Savina Maggi, talamonese, classe ’62, è finita agli arresti domiciliari nei giorni scorsi perché accusata di aver sottratto dei soldi a un paziente del quale si occupava in una struttura di accoglienza a Poggiridenti. Per la comunità della Bassa Valle la notizia è stata uno choc: ex assessore comunale e già presidente della Pro Loco, Maggi ha sempre goduto della stima e dell’affetto di larga parte dei talamonesi e non solo. Gli investigatori della Guardia di Finanza (sezione di polizia giudiziaria e nucleo di polizia economico-finanziaria) del comando provinciale di Sondrio però non hanno dubbi: l’insospettabile educatrice si sarebbe messa in tasca una somma che sfiora i 30mila euro.

Non tutti in un colpo solo, ma un pò alla volta nel corso degli anni.
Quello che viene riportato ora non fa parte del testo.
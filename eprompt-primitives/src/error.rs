//! Shared error definitions for ePrompt primitives.

use thiserror::Error;

/// Result alias used throughout the prompt engine.
pub type Result<T> = std::result::Result<T, Error>;

/// Errors that can occur while validating primitive types.
#[derive(Debug, Error, PartialEq)]
pub enum Error {
    /// A model configuration value fell outside its accepted range.
    #[error("invalid model config `{field}`: {reason}")]
    InvalidModelConfig {
        /// Name of the offending field.
        field: &'static str,
        /// Human-readable reason for rejection.
        reason: String,
    },

    /// The provider name is not one of the supported providers.
    #[error("unknown provider `{0}`")]
    UnknownProvider(String),
}

impl Error {
    /// Convenience constructor for model configuration failures.
    #[must_use]
    pub fn invalid_model_config(field: &'static str, reason: impl Into<String>) -> Self {
        Self::InvalidModelConfig {
            field,
            reason: reason.into(),
        }
    }
}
La cosa, sempre secondo gli investigatori agli ordini del tenente colonnello Mirko Piersimoni, andava avanti dal 2013 e sarebbe terminata soltanto nel giugno del 2017. Il conto è presto fatto: gli inquirenti sostengono che l’indagata si sarebbe appropriata di una somma di circa 500 euro ogni mese. Soldi del paziente, che soffre di una leggera disabilità di tipo mentale e che l’operatrice avrebbe dovuto custodire. Qualcuno, notando gli ammanchi, aveva cominciato ad avere dei sospetti e sono scattate delle indagini che si sono rivelate piuttosto lunghe, oltre che delicate.

La svolta è arrivata la scorsa settimana, quando a carico della donna sono scattate le perquisizioni e gli arresti domiciliari disposti dal gip Fabio Giorgi su richiesta della Procura. Tutto questo sulla base degli indizi di colpevolezza forniti dai militari ai magistrati inquirenti.
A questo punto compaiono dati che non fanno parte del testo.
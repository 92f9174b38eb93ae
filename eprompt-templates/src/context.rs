//! Required-field validation and context sanitization.

use std::collections::BTreeMap;

use eprompt_primitives::{Context, ContextValue};

use crate::variables::extract_template_variables;

/// Context after sanitization: every value rendered to escaped, trimmed text.
pub type SanitizedContext = BTreeMap<String, String>;

/// Returns the required fields that are absent or blank in `context`.
///
/// A field is missing when its key is absent, its value is `null`, or its
/// value is an empty or whitespace-only string. The result keeps the order of
/// `required_fields`.
///
/// # Examples
///
/// ```
/// use eprompt_primitives::{Context, ContextValue};
/// use eprompt_templates::validate_required_fields;
///
/// let mut context = Context::new();
/// context.insert("name".into(), ContextValue::text("John"));
///
/// let required = ["name", "role", "task"].map(String::from);
/// assert_eq!(validate_required_fields(&required, &context), ["role", "task"]);
/// ```
#[must_use]
pub fn validate_required_fields(required_fields: &[String], context: &Context) -> Vec<String> {
    required_fields
        .iter()
        .filter(|field| context.get(*field).is_none_or(ContextValue::is_blank))
        .cloned()
        .collect()
}

/// Converts every context value to text safe to hand to the renderer.
///
/// Placeholder delimiters inside values are escaped (`{{` becomes `\{\{`,
/// `}}` becomes `\}\}`) so that supplied text is never interpreted as template
/// syntax, then the text is trimmed. `null` becomes the empty string.
#[must_use]
pub fn sanitize_context(context: &Context) -> SanitizedContext {
    context
        .iter()
        .map(|(key, value)| (key.clone(), sanitize_value(value)))
        .collect()
}

fn sanitize_value(value: &ContextValue) -> String {
    if value.is_null() {
        return String::new();
    }
    value
        .to_string()
        .replace("{{", r"\{\{")
        .replace("}}", r"\}\}")
        .trim()
        .to_owned()
}

/// Returns the template variables that received a non-blank sanitized value.
#[must_use]
pub fn used_context_fields(template: &str, sanitized: &SanitizedContext) -> Vec<String> {
    extract_template_variables(template)
        .into_iter()
        .filter(|var| {
            sanitized
                .get(var)
                .is_some_and(|value| !value.trim().is_empty())
        })
        .collect()
}

#[cfg(test)]
mod tests {
    use super::*;

    fn context(entries: &[(&str, ContextValue)]) -> Context {
        entries
            .iter()
            .map(|(k, v)| ((*k).to_owned(), v.clone()))
            .collect()
    }

    fn fields(names: &[&str]) -> Vec<String> {
        names.iter().map(|n| (*n).to_owned()).collect()
    }

    #[test]
    fn all_required_present() {
        let ctx = context(&[("name", "John".into()), ("role", "Developer".into())]);
        assert!(validate_required_fields(&fields(&["name", "role"]), &ctx).is_empty());
    }

    #[test]
    fn missing_fields_follow_required_order() {
        let ctx = context(&[("name", "John".into())]);
        let missing = validate_required_fields(&fields(&["task", "name", "role"]), &ctx);
        assert_eq!(missing, ["task", "role"]);
    }

    #[test]
    fn blank_strings_and_null_are_missing() {
        let ctx = context(&[
            ("name", "".into()),
            ("role", "   ".into()),
            ("task", ContextValue::Null),
            ("ok", "value".into()),
        ]);
        let missing = validate_required_fields(&fields(&["name", "role", "task", "ok"]), &ctx);
        assert_eq!(missing, ["name", "role", "task"]);
    }

    #[test]
    fn falsy_scalars_are_present() {
        let ctx = context(&[("count", 0_i64.into()), ("flag", false.into())]);
        assert!(validate_required_fields(&fields(&["count", "flag"]), &ctx).is_empty());
    }

    #[test]
    fn escapes_delimiters_and_stringifies() {
        let ctx = context(&[
            ("name", "John {{evil}}".into()),
            ("role", "  Dev  ".into()),
            ("count", 42_i64.into()),
            ("active", true.into()),
            ("none", ContextValue::Null),
        ]);

        let sanitized = sanitize_context(&ctx);
        assert_eq!(sanitized["name"], r"John \{\{evil\}\}");
        assert_eq!(sanitized["role"], "Dev");
        assert_eq!(sanitized["count"], "42");
        assert_eq!(sanitized["active"], "true");
        assert_eq!(sanitized["none"], "");
        assert_eq!(sanitized.len(), ctx.len());
    }

    #[test]
    fn used_fields_ignore_empty_and_unused_values() {
        let ctx = context(&[
            ("name", "John".into()),
            ("company", "".into()),
            ("role", ContextValue::Null),
            ("unused", "value".into()),
        ]);
        let used = used_context_fields("Hello {{name}} from {{company}} as {{role}}", &sanitize_context(&ctx));
        assert_eq!(used, ["name"]);
    }
}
Nei giorni scorsi, assistita dal l’avvocato Francesco Traversi, l’operatrice dell’Asst ha preferito non rispondere alle domande del giudice che, al termine dell’interrogatorio di garanzia, non ha potuto fare altro che confermare la misura degli arresti domiciliari. Al momento non risulta alcun provvedimento disciplinare emesso dall’Azienda nei confronti della dipendente sospettata di infedeltà e Maggi risulterebbe formalmente in malattia.

Le indagini, in ogni caso, non sono terminate e si valuta, tra l’altro, un eventuale sequestro preventivo per il profitto del peculato contestato. Da valutare anche i danni subiti dalla pubblica amministrazione per i reati contestati all’indagata. Interpellato nel pomeriggio di ieri, l’avvocato Traversi ha preferito non rilasciare alcuna dichiarazione sulla vicenda.